Whichever lines include the word "logical", copy them as they appear in the data.

——

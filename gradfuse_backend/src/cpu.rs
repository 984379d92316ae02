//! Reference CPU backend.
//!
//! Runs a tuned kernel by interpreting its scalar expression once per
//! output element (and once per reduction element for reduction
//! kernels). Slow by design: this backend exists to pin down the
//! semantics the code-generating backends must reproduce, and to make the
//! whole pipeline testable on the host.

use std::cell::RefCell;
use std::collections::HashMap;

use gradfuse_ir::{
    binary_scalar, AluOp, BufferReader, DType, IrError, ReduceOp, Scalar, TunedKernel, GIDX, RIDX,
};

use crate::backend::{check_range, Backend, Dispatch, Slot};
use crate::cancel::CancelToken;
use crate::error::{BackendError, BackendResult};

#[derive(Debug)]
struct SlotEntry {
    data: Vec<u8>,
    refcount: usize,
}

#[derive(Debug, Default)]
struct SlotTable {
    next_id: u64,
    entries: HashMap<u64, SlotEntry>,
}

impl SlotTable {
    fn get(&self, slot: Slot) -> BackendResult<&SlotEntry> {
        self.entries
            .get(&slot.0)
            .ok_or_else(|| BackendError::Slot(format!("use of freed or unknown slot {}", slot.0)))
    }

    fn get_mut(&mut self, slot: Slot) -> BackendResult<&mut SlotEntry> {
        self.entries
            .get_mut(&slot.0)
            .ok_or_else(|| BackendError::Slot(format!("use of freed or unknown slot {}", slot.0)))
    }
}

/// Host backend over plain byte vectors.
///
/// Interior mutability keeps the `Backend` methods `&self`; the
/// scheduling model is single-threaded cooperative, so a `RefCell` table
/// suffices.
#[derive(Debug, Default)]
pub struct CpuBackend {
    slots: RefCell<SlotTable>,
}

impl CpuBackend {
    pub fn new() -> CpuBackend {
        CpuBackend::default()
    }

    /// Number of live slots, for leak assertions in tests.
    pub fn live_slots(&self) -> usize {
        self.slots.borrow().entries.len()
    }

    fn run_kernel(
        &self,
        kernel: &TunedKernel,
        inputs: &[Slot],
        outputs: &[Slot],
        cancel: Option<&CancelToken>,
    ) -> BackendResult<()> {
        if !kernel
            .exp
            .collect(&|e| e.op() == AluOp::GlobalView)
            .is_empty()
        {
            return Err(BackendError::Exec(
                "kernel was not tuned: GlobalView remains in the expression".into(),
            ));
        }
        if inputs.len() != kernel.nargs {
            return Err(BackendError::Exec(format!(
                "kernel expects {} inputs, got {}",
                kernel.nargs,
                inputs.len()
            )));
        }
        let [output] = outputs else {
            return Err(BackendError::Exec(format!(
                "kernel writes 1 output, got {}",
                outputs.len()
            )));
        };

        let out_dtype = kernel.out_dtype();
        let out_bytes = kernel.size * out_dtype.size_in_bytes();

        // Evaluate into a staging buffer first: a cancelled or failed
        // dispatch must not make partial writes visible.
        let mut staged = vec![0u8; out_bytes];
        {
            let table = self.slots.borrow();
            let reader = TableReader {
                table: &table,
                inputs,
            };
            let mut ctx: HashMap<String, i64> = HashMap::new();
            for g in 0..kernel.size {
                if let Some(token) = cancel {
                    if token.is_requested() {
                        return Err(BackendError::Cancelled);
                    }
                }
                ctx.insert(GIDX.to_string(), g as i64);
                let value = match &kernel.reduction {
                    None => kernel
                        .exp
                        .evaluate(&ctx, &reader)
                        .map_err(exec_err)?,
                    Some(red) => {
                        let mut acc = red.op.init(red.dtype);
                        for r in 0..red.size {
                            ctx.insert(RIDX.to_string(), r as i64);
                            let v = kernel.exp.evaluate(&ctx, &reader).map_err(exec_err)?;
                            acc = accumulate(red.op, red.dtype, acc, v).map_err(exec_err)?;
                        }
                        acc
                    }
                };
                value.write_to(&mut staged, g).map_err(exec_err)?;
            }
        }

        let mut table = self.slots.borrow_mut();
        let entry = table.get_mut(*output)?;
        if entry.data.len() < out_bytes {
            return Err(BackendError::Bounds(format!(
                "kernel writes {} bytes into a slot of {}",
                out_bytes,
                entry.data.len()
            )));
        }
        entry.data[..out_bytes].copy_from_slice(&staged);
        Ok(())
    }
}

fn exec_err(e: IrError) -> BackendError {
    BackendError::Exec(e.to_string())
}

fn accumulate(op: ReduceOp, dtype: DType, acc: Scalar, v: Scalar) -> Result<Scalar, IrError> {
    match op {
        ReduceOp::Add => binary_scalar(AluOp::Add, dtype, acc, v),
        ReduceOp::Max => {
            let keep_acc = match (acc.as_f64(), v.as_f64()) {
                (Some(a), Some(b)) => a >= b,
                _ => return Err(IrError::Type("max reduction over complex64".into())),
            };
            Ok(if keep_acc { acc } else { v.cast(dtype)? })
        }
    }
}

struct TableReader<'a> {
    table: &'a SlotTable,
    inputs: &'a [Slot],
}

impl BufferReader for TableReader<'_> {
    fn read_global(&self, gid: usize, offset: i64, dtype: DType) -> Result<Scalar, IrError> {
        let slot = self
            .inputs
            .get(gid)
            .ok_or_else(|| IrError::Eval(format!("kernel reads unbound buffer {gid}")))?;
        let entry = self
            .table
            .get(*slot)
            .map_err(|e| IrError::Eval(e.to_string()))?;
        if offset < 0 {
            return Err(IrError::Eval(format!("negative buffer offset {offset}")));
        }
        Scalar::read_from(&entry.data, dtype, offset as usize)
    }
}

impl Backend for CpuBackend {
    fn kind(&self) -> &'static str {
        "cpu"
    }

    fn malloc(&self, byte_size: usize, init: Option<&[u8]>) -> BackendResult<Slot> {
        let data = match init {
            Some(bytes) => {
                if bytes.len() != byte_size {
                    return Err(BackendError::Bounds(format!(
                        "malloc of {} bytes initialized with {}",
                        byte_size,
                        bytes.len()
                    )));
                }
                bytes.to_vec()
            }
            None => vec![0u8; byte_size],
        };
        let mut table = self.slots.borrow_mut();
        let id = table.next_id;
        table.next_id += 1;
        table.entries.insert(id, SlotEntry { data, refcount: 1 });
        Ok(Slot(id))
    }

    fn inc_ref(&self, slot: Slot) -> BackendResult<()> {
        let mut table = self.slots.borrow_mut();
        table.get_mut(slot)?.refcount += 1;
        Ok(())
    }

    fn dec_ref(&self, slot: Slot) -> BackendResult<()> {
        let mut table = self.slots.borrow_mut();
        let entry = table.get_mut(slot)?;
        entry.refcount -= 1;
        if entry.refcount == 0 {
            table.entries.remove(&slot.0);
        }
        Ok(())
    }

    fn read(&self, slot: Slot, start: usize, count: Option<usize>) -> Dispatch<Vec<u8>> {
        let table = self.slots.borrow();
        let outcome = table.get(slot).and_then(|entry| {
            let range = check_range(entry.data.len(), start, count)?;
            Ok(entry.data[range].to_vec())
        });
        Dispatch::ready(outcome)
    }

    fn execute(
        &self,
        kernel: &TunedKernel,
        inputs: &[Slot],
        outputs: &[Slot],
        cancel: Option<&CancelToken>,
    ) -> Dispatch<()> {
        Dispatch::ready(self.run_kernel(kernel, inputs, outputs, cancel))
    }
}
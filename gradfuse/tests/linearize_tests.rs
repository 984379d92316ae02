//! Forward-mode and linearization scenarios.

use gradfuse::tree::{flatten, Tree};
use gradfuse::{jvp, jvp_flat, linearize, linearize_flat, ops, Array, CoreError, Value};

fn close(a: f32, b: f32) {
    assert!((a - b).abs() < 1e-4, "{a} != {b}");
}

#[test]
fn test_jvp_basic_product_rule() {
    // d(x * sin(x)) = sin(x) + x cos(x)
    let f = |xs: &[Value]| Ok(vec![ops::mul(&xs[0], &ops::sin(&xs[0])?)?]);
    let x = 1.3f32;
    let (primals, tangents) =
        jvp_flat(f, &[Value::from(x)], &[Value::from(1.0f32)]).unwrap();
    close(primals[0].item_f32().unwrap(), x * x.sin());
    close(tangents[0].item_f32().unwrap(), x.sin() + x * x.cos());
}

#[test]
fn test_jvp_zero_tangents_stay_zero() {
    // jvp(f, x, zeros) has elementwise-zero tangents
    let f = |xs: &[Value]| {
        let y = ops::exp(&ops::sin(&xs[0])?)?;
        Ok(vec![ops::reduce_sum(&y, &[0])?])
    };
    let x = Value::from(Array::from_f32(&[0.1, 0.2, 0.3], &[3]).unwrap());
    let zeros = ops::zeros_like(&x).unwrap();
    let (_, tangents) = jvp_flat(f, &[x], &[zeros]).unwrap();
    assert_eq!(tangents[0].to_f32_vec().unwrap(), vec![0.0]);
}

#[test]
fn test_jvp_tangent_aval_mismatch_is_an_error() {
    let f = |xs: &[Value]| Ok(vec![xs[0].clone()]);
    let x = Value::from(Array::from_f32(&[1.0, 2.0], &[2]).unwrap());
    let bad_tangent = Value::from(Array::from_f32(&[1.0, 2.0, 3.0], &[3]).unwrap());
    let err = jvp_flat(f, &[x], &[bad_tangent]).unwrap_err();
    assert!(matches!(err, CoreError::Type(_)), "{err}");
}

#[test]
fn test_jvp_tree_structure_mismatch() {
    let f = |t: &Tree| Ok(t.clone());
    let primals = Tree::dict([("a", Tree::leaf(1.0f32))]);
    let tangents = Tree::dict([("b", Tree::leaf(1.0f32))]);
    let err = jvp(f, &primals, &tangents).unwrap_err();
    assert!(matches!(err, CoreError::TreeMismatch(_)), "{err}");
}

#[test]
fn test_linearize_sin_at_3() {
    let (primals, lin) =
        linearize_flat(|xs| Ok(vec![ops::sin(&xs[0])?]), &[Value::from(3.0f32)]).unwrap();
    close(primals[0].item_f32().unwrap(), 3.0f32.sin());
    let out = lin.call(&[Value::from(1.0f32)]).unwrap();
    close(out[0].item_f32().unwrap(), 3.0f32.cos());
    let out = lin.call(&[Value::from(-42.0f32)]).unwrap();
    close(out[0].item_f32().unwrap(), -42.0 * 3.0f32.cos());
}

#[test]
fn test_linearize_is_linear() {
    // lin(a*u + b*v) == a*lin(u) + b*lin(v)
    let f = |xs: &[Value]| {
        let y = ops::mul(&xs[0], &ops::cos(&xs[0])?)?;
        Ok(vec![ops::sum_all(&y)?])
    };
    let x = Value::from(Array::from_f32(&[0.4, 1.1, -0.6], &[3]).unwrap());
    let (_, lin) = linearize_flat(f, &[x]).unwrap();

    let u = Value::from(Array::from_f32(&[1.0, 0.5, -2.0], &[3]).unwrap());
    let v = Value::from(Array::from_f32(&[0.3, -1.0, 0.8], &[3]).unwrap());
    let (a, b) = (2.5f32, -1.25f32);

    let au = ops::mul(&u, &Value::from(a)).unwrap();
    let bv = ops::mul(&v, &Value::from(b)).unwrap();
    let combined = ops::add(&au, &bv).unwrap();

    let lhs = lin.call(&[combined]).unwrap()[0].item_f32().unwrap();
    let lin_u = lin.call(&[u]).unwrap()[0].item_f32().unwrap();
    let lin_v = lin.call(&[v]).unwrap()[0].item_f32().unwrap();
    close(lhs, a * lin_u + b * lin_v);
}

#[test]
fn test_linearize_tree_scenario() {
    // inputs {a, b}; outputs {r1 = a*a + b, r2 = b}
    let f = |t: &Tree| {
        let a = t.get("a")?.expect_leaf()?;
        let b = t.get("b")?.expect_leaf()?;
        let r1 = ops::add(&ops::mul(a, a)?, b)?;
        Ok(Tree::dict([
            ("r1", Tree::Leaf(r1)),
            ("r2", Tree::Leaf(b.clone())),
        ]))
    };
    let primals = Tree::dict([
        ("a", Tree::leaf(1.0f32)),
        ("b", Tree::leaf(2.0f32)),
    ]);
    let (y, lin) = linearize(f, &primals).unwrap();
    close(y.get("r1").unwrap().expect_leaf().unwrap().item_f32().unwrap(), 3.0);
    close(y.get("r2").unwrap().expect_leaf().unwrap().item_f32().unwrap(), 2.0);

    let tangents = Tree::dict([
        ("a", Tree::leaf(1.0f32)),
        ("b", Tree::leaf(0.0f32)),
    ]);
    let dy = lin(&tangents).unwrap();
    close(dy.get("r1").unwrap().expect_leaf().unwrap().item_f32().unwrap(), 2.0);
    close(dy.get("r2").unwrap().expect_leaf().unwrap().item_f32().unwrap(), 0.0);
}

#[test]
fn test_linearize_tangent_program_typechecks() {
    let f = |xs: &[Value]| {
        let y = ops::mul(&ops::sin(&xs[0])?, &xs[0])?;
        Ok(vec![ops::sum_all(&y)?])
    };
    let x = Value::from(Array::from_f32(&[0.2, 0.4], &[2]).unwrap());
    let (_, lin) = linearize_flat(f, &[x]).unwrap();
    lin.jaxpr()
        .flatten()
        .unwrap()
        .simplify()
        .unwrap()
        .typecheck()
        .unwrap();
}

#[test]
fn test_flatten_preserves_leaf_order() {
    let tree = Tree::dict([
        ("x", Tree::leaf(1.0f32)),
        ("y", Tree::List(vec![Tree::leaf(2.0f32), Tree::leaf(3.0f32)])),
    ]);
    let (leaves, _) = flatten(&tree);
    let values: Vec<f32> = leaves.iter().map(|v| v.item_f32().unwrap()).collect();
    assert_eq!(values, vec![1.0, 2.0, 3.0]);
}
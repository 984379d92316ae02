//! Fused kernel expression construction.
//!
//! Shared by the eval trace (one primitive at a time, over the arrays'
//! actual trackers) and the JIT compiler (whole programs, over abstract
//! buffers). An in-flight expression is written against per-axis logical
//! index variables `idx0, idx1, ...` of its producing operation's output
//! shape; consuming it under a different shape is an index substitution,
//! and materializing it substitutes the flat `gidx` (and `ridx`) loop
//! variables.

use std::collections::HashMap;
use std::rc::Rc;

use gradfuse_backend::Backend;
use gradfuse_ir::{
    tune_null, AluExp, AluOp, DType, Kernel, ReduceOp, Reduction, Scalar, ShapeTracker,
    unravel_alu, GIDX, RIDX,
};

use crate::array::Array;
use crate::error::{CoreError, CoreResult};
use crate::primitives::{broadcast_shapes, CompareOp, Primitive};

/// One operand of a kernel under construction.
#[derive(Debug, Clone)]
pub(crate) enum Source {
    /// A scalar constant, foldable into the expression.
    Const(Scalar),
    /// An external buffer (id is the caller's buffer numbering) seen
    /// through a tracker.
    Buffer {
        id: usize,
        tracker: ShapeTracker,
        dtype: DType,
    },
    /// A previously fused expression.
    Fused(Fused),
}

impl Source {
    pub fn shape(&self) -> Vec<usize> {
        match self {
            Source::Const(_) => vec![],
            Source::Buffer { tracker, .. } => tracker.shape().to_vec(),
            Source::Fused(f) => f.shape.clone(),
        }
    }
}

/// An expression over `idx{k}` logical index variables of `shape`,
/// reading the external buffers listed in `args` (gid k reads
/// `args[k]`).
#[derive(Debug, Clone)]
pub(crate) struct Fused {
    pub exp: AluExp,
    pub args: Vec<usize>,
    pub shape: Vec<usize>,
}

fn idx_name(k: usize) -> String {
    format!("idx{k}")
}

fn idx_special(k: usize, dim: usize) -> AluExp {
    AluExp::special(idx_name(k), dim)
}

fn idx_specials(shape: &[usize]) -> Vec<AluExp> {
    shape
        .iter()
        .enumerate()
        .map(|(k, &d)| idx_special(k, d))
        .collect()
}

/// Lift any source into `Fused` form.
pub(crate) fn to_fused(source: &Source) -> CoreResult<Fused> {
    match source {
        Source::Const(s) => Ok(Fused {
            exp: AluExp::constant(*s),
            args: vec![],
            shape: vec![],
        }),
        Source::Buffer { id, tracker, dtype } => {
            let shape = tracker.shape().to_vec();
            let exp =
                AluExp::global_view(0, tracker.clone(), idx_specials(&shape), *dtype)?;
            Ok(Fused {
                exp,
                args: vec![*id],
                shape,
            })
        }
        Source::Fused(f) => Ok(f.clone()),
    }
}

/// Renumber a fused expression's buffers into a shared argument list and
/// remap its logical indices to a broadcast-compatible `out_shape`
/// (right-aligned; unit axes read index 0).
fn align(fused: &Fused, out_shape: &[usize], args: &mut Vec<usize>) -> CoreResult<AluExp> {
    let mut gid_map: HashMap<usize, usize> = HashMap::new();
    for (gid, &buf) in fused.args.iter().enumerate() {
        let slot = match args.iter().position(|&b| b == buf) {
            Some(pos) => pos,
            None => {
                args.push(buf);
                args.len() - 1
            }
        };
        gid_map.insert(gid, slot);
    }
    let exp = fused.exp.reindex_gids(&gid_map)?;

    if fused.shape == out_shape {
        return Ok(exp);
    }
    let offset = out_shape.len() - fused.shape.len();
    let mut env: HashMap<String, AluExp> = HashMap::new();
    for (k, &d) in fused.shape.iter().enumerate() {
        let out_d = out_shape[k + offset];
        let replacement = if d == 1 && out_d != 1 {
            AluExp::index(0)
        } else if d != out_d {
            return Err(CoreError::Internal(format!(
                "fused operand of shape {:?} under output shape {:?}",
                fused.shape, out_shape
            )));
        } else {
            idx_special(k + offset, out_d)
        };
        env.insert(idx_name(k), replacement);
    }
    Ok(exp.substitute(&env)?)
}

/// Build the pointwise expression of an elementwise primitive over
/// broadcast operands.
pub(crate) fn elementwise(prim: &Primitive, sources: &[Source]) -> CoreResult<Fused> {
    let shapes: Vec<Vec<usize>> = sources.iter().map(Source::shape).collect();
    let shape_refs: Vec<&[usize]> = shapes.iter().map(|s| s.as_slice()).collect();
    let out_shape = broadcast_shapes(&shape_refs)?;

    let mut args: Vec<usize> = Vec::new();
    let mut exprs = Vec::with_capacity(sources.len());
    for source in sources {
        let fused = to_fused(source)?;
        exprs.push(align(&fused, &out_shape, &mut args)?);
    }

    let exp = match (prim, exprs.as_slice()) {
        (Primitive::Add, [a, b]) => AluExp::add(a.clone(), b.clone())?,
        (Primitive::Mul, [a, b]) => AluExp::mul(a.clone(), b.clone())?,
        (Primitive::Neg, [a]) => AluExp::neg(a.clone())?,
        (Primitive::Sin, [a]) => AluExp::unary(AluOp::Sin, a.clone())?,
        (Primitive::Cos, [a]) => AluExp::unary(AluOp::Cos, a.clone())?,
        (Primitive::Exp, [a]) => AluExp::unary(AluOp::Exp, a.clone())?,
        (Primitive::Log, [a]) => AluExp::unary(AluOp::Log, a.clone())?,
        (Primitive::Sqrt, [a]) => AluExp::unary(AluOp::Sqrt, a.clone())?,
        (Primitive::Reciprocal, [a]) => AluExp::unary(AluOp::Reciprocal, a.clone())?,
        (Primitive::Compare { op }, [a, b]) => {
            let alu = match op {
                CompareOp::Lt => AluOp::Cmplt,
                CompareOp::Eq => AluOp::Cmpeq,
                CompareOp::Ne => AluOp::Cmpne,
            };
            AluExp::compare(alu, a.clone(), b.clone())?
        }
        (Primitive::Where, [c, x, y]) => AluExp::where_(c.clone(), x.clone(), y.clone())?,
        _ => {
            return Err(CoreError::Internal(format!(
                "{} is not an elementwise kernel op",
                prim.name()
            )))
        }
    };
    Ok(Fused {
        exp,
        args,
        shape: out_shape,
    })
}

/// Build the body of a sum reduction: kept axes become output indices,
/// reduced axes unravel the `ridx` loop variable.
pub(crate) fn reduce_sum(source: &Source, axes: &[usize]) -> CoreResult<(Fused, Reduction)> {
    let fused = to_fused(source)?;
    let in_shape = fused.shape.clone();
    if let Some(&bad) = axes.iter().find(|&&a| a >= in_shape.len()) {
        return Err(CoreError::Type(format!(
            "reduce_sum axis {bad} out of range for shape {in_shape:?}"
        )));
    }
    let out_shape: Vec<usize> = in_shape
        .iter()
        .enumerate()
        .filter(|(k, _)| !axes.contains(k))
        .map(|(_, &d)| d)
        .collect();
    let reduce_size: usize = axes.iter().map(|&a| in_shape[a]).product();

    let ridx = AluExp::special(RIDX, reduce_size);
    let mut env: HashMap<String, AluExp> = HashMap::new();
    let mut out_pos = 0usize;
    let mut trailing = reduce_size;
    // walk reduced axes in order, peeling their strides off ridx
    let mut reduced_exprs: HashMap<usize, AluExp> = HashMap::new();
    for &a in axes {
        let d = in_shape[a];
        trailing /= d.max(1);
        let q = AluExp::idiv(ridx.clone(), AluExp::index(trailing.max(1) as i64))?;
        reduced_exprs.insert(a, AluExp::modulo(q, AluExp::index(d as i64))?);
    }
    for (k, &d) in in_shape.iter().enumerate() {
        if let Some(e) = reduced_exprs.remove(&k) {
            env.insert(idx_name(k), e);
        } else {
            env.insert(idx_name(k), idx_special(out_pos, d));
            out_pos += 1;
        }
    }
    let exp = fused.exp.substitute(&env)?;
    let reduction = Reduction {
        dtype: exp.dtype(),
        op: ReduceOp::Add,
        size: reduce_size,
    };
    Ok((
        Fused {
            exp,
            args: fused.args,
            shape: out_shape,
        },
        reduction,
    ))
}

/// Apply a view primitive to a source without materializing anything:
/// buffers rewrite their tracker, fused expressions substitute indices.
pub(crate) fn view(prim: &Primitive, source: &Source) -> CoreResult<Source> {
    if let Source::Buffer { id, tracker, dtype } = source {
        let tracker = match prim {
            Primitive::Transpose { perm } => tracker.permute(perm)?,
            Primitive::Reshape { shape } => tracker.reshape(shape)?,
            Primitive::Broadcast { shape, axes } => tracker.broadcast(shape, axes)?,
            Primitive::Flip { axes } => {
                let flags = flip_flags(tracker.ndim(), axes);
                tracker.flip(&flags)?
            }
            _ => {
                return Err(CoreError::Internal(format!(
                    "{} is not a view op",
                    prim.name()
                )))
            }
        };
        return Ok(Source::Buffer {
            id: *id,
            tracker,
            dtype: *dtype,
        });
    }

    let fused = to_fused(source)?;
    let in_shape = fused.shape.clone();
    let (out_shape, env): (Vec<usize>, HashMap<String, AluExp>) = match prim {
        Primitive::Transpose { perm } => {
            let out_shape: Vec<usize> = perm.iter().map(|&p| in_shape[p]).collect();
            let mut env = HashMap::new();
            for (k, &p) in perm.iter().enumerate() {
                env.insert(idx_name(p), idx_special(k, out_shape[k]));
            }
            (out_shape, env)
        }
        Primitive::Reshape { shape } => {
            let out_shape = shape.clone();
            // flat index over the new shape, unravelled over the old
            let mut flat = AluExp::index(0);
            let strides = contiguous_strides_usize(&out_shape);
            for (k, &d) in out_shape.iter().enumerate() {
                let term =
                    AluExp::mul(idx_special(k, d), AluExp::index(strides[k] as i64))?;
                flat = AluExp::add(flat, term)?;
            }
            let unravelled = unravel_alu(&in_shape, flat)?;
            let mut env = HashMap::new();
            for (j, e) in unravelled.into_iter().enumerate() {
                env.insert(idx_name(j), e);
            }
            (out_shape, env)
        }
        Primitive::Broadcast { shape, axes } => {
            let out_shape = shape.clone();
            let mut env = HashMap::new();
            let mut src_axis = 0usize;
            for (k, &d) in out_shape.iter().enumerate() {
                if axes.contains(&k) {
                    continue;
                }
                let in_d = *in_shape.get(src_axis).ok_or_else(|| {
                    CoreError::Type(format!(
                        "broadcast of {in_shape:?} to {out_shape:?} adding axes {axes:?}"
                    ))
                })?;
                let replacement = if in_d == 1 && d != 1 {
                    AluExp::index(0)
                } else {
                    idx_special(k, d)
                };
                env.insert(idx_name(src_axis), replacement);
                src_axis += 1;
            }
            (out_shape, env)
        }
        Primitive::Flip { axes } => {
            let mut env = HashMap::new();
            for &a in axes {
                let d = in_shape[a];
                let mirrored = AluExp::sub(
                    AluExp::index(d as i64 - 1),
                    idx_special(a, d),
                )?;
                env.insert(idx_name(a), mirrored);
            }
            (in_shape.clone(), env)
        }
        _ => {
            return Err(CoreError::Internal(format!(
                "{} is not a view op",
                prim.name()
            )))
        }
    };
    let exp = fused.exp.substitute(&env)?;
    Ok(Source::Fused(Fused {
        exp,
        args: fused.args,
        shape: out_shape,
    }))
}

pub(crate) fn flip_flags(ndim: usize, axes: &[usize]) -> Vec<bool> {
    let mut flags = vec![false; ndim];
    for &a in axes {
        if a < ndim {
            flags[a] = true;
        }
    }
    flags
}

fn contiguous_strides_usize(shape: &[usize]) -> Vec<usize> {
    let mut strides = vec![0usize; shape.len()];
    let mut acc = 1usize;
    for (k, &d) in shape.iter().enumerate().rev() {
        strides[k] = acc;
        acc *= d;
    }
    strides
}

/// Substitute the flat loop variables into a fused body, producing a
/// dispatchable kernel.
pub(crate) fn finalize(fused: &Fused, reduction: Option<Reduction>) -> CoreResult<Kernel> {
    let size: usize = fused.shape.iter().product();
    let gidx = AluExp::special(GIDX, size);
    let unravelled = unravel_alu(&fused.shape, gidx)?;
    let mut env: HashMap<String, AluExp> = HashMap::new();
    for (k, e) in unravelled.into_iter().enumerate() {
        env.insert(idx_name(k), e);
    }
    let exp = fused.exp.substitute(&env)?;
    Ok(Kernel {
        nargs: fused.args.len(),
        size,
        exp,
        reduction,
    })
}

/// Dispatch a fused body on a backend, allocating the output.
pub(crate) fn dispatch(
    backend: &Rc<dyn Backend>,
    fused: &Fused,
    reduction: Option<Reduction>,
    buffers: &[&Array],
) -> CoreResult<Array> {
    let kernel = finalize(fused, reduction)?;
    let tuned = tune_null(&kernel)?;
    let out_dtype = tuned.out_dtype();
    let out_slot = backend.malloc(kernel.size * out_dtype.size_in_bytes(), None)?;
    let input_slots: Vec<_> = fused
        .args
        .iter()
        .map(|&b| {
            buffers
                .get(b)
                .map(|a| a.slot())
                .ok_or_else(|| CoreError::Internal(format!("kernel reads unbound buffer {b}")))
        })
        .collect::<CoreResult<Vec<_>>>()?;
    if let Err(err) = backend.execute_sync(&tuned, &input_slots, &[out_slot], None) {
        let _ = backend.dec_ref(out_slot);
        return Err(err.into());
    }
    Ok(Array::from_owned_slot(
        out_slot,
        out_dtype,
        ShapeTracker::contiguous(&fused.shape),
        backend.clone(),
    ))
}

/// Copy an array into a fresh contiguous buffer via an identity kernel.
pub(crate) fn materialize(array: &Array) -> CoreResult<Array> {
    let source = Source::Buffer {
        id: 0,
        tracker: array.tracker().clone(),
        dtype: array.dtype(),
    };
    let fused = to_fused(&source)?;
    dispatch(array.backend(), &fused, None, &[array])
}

——

• SOLUTION FOR THIS PROBLEM
//! buffers). An in-flight expression is written against per-axis logical
/// An expression over `idx{k}` logical index variables of `shape`,
/// remap its logical indices to a broadcast-compatible `out_shape`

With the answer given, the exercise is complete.